Verizon Wireless, in particular, is doing especially well in the space, Ward said. While the company has not broken out revenue from wireless bulk messaging, it has said messaging continues trending upward. For instance, during first quarter, Verizon Wireless customers sent or received more than 58 billion text messages, while in second quarter, that figure jumped to 70 billion.

“Its text message numbers are hitting the roof,” he said. “It’s a cash cow and so I think it’s a new revenue stream they’re tapping.”

Verizon Wireless’ Nelson suggested that considerations about raising prices for message senders may be overdue.

“We have not increased the per-message cost to aggregators since our messaging service began in 2003, and we have never envisioned a cost to consumers or content companies, but rather on content aggregators themselves,” he said.

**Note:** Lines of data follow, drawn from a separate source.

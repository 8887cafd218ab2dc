//! Grammar accumulation and EBNF desugaring
//!
//! A [`GrammarBuilder`] owns the grammar of one session. Creating a new builder is how a
//! new session starts: nothing is shared between builders, so names, symbols and rules
//! of one input never leak into the next.
//!
//! Bracketed groups are removed by [`GrammarBuilder::desugar_group`], which introduces
//! fresh non-terminals:
//!
//!     ( e )   =>  N = e;                    result N
//!     [ e ]   =>  N = e;  M = EPS | N;      result M
//!     { e }   =>  N = e;  M = EPS | M + N;  result M
//!
//! The repetition is left-recursive on purpose and must stay that way.

use super::{Bracket, Element, Expr, Grammar, Rule, Term};

/// Prefix of synthesized non-terminal names
pub const DEFAULT_FRESH_PREFIX: &str = "__NT";

/// Accumulates the grammar of one session.
#[derive(Debug, Clone)]
pub struct GrammarBuilder {
    grammar: Grammar,
    prefix: String,
    // Every index below this one is already taken, so scanning starts here.
    next_index: usize,
}

impl GrammarBuilder {
    /// Start a new session with the default fresh-name prefix.
    pub fn new() -> Self {
        Self::with_prefix(DEFAULT_FRESH_PREFIX)
    }

    /// Start a new session whose fresh names are `prefix` followed by an index.
    ///
    /// The prefix is not checked here. If `prefix` plus digits lexes as an identifier,
    /// input rules can name synthesized non-terminals and extend them.
    /// [`Loader::build`](crate::ebnf::config::Loader::build) rejects such prefixes.
    pub fn with_prefix(prefix: impl Into<String>) -> Self {
        GrammarBuilder {
            grammar: Grammar::default(),
            prefix: prefix.into(),
            next_index: 0,
        }
    }

    pub fn prefix(&self) -> &str {
        &self.prefix
    }

    /// The grammar accumulated so far
    pub fn grammar(&self) -> &Grammar {
        &self.grammar
    }

    /// End the session and hand out the grammar.
    pub fn finish(self) -> Grammar {
        self.grammar
    }

    /// Record the start symbol. A later call overwrites an earlier one.
    pub fn set_start(&mut self, name: impl Into<String>) {
        let name = name.into();
        if let Some(previous) = self.grammar.start.as_deref() {
            log::debug!("start symbol redeclared: {} -> {}", previous, name);
        }
        self.grammar.non_terminals.insert(name.clone());
        self.grammar.start = Some(name);
    }

    /// Append a rule, declaring its left-hand side and everything its body references.
    pub fn add_rule(&mut self, lhs: impl Into<String>, body: Expr) {
        let lhs = lhs.into();
        self.grammar
            .symbols
            .extend(body.symbols().map(str::to_string));
        self.grammar
            .non_terminals
            .extend(body.non_terminals().map(str::to_string));
        self.grammar.non_terminals.insert(lhs.clone());
        log::trace!("rule added for {}", lhs);
        self.grammar.rules.push(Rule { lhs, body });
    }

    /// Replace one bracketed group by a reference to a fresh non-terminal.
    ///
    /// Inner groups must be desugared first, so `body` contains plain elements only.
    pub fn desugar_group(&mut self, body: Expr, bracket: Bracket) -> Element {
        let inner = self.fresh_name();
        self.add_rule(inner.clone(), body);

        let outer = match bracket {
            Bracket::Group => return Element::NonTerminal(inner),
            Bracket::Optional => {
                let outer = self.fresh_name();
                let alternatives = Expr::new(vec![
                    Term::epsilon(),
                    Term::new(vec![Element::NonTerminal(inner)]),
                ]);
                self.add_rule(outer.clone(), alternatives);
                outer
            }
            Bracket::Repetition => {
                let outer = self.fresh_name();
                let alternatives = Expr::new(vec![
                    Term::epsilon(),
                    Term::new(vec![
                        Element::NonTerminal(outer.clone()),
                        Element::NonTerminal(inner),
                    ]),
                ]);
                self.add_rule(outer.clone(), alternatives);
                outer
            }
        };
        log::trace!("desugared '{}' group into {}", bracket.open(), outer);
        Element::NonTerminal(outer)
    }

    /// The lowest `prefix + index` name not yet declared.
    ///
    /// The name is not declared here; the caller's `add_rule` does that, which is what
    /// moves the next scan past it.
    fn fresh_name(&mut self) -> String {
        loop {
            let candidate = format!("{}{}", self.prefix, self.next_index);
            if !self.grammar.non_terminals.contains(&candidate) {
                return candidate;
            }
            self.next_index += 1;
        }
    }
}

impl Default for GrammarBuilder {
    fn default() -> Self {
        Self::new()
    }
}
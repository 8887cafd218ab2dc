//! # ebnf2bnf
//!
//! Converts line-oriented EBNF grammar descriptions into canonical BNF.
//!
//! Every input line is tokenized, parsed into a start declaration or a rule, and
//! reduced into a per-file [grammar builder](ebnf::grammar::GrammarBuilder) that
//! replaces `( )`, `[ ]` and `{ }` groups with fresh non-terminals. The finished
//! [`Grammar`](ebnf::grammar::Grammar) is then rendered by the
//! [printer](ebnf::grammar::printer).
//!
//! ## Testing
//!
//! Unit tests live next to the code they cover; cross-module behavior (printer
//! snapshots, round-trips, properties) is tested under `tests/`.

pub mod ebnf;

pub use ebnf::grammar::{Bracket, Element, Expr, Grammar, GrammarBuilder, Rule, Term};
pub use ebnf::session::{convert, Conversion, Session};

IDC’s Ward agreed that some sort of fee increase could be appropriate, if only to deter spammers, but that three cents seems too high. He also doubted the need for Verizon to raise prices simply to cover the costs of its text messaging business.

“Text service doesn’t put big demands on network bandwidth, and even big text service growth doesn’t bring additional costs on infrastructure needs,” he said. “This is a commodity at this point.”

Ward also said that the fee increase could encourage customers to explore cheaper alternatives, like e-mail and instant messaging applications to reach customers. He added that doesn’t expect companies using Verizon Wireless’ text services to pass the new costs to recipients, as mobile device users are already paying for text service.

Requests for comment from AT&T, Sprint and T-Mobile on their current pricing for bulk text messaging were not returned by press time.

Update adds comments from Verizon Wireless.